• [The problem]
Copy out the data in full, keeping each line exactly as it reads.

• [Saved entries]
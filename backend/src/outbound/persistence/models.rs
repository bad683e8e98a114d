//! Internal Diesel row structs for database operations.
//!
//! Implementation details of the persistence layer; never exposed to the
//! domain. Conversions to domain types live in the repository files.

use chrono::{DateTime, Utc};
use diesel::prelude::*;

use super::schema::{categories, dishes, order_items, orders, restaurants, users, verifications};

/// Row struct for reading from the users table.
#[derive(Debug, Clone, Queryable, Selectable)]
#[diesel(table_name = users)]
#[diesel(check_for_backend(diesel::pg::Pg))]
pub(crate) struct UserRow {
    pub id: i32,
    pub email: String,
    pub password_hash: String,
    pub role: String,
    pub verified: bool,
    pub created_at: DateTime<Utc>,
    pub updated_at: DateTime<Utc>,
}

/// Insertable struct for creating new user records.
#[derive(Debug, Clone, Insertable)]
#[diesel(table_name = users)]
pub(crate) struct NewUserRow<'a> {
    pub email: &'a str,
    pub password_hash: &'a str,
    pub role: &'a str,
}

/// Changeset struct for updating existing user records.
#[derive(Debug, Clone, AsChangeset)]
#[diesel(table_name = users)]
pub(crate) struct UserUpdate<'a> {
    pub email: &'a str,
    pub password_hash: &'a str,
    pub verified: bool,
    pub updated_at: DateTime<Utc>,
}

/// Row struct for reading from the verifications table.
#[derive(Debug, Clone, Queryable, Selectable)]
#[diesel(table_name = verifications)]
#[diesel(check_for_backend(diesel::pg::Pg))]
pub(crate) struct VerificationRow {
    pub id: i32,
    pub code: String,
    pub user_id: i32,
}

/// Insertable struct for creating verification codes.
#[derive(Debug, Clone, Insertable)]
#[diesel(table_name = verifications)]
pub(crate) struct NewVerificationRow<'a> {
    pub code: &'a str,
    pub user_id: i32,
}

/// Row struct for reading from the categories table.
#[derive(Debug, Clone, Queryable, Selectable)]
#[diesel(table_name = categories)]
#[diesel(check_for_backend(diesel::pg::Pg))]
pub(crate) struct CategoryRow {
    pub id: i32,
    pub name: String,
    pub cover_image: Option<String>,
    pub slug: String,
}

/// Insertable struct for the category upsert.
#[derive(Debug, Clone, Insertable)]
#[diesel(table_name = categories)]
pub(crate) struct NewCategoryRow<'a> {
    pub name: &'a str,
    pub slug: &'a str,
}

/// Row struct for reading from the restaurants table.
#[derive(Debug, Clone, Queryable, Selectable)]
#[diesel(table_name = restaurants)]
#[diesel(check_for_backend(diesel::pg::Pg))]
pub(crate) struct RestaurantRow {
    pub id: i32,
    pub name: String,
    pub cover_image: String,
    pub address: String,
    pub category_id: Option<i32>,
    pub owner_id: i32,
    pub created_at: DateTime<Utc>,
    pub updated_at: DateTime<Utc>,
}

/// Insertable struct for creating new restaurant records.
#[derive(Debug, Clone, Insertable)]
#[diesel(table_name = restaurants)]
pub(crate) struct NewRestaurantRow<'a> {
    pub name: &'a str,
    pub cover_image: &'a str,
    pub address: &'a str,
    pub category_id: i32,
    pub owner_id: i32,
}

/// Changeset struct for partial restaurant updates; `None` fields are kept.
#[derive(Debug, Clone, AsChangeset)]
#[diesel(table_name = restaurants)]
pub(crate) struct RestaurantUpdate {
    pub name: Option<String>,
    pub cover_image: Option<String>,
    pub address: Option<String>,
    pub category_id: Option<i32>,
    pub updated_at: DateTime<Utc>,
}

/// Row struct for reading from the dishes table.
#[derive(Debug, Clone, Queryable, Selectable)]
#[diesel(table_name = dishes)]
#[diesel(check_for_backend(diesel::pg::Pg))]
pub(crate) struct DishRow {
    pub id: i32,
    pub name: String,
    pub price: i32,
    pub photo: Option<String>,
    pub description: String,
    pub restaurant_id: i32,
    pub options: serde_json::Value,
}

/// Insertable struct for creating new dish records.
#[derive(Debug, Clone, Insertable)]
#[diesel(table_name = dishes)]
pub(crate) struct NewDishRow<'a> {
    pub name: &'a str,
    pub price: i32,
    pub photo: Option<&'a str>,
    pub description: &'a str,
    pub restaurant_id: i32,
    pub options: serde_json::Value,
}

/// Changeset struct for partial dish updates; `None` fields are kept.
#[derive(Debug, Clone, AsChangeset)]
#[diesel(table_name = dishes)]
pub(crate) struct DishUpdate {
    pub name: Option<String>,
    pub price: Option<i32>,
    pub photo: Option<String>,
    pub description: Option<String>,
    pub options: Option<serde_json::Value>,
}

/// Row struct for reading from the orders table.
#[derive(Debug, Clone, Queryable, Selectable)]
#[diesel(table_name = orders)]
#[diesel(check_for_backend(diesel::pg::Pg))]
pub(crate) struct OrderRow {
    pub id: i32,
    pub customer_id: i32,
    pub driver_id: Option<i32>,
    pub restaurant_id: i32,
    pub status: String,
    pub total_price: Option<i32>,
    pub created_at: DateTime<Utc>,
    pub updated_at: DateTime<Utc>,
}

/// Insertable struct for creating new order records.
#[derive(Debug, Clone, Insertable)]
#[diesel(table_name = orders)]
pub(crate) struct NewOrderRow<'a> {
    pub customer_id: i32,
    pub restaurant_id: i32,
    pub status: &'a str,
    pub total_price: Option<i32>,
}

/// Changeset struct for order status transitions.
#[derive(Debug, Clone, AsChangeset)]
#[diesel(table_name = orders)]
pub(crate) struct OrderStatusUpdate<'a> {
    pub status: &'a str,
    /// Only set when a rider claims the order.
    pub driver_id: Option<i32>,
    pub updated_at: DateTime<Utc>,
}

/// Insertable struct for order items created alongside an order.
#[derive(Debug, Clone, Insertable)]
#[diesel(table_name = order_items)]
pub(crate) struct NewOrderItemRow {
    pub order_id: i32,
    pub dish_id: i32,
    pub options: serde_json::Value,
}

• [Solution]
filename backend/src/outbound/persistence/models.rs
repository bad683e8e98a114d
//! Internal Diesel row structs for database operations.
//!
//! Implementation details of the persistence layer; never exposed to the
//! domain. Conversions to domain types live in the repository files.

use chrono::{DateTime, Utc};
use diesel::prelude::*;

use super::schema::{categories, dishes, order_items, orders, restaurants, users, verifications};

/// Row struct for reading from the users table.
#[derive(Debug, Clone, Queryable, Selectable)]
#[diesel(table_name = users)]
#[diesel(check_for_backend(diesel::pg::Pg))]
pub(crate) struct UserRow {
    pub id: i32,
    pub email: String,
    pub password_hash: String,
    pub role: String,
    pub verified: bool,
    pub created_at: DateTime<Utc>,
    pub updated_at: DateTime<Utc>,
}

/// Insertable struct for creating new user records.
#[derive(Debug, Clone, Insertable)]
#[diesel(table_name = users)]
pub(crate) struct NewUserRow<'a> {
    pub email: &'a str,
    pub password_hash: &'a str,
    pub role: &'a str,
}

/// Changeset struct for updating existing user records.
#[derive(Debug, Clone, AsChangeset)]
#[diesel(table_name = users)]
pub(crate) struct UserUpdate<'a> {
    pub email: &'a str,
    pub password_hash: &'a str,
    pub verified: bool,
    pub updated_at: DateTime<Utc>,
}

/// Row struct for reading from the verifications table.
#[derive(Debug, Clone, Queryable, Selectable)]
#[diesel(table_name = verifications)]
#[diesel(check_for_backend(diesel::pg::Pg))]
pub(crate) struct VerificationRow {
    pub id: i32,
    pub code: String,
    pub user_id: i32,
}

/// Insertable struct for creating verification codes.
#[derive(Debug, Clone, Insertable)]
#[diesel(table_name = verifications)]
pub(crate) struct NewVerificationRow<'a> {
    pub code: &'a str,
    pub user_id: i32,
}

/// Row struct for reading from the categories table.
#[derive(Debug, Clone, Queryable, Selectable)]
#[diesel(table_name = categories)]
#[diesel(check_for_backend(diesel::pg::Pg))]
pub(crate) struct CategoryRow {
    pub id: i32,
    pub name: String,
    pub cover_image: Option<String>,
    pub slug: String,
}

/// Insertable struct for the category upsert.
#[derive(Debug, Clone, Insertable)]
#[diesel(table_name = categories)]
pub(crate) struct NewCategoryRow<'a> {
    pub name: &'a str,
    pub slug: &'a str,
}

/// Row struct for reading from the restaurants table.
#[derive(Debug, Clone, Queryable, Selectable)]
#[diesel(table_name = restaurants)]
#[diesel(check_for_backend(diesel::pg::Pg))]
pub(crate) struct RestaurantRow {
    pub id: i32,
    pub name: String,
    pub cover_image: String,
    pub address: String,
    pub category_id: Option<i32>,
    pub owner_id: i32,
    pub created_at: DateTime<Utc>,
    pub updated_at: DateTime<Utc>,
}

/// Insertable struct for creating new restaurant records.
#[derive(Debug, Clone, Insertable)]
#[diesel(table_name = restaurants)]
pub(crate) struct NewRestaurantRow<'a> {
    pub name: &'a str,
    pub cover_image: &'a str,
    pub address: &'a str,
    pub category_id: i32,
    pub owner_id: i32,
}

/// Changeset struct for partial restaurant updates; `None` fields are kept.
#[derive(Debug, Clone, AsChangeset)]
#[diesel(table_name = restaurants)]
pub(crate) struct RestaurantUpdate {
    pub name: Option<String>,
    pub cover_image: Option<String>,
    pub address: Option<String>,
    pub category_id: Option<i32>,
    pub updated_at: DateTime<Utc>,
}

/// Row struct for reading from the dishes table.
#[derive(Debug, Clone, Queryable, Selectable)]
#[diesel(table_name = dishes)]
#[diesel(check_for_backend(diesel::pg::Pg))]
pub(crate) struct DishRow {
    pub id: i32,
    pub name: String,
    pub price: i32,
    pub photo: Option<String>,
    pub description: String,
    pub restaurant_id: i32,
    pub options: serde_json::Value,
}

/// Insertable struct for creating new dish records.
#[derive(Debug, Clone, Insertable)]
#[diesel(table_name = dishes)]
pub(crate) struct NewDishRow<'a> {
    pub name: &'a str,
    pub price: i32,
    pub photo: Option<&'a str>,
    pub description: &'a str,
    pub restaurant_id: i32,
    pub options: serde_json::Value,
}

/// Changeset struct for partial dish updates; `None` fields are kept.
#[derive(Debug, Clone, AsChangeset)]
#[diesel(table_name = dishes)]
pub(crate) struct DishUpdate {
    pub name: Option<String>,
    pub price: Option<i32>,
    pub photo: Option<String>,
    pub description: Option<String>,
    pub options: Option<serde_json::Value>,
}

/// Row struct for reading from the orders table.
#[derive(Debug, Clone, Queryable, Selectable)]
#[diesel(table_name = orders)]
#[diesel(check_for_backend(diesel::pg::Pg))]
pub(crate) struct OrderRow {
    pub id: i32,
    pub customer_id: i32,
    pub driver_id: Option<i32>,
    pub restaurant_id: i32,
    pub status: String,
    pub total_price: Option<i32>,
    pub created_at: DateTime<Utc>,
    pub updated_at: DateTime<Utc>,
}

/// Insertable struct for creating new order records.
#[derive(Debug, Clone, Insertable)]
#[diesel(table_name = orders)]
pub(crate) struct NewOrderRow<'a> {
    pub customer_id: i32,
    pub restaurant_id: i32,
    pub status: &'a str,
    pub total_price: Option<i32>,
}

/// Changeset struct for order status transitions.
#[derive(Debug, Clone, AsChangeset)]
#[diesel(table_name = orders)]
pub(crate) struct OrderStatusUpdate<'a> {
    pub status: &'a str,
    /// Only set when a rider claims the order.
    pub driver_id: Option<i32>,
    pub updated_at: DateTime<Utc>,
}

/// Insertable struct for order items created alongside an order.
#[derive(Debug, Clone, Insertable)]
#[diesel(table_name = order_items)]
pub(crate) struct NewOrderItemRow {
    pub order_id: i32,
    pub dish_id: i32,
    pub options: serde_json::Value,
}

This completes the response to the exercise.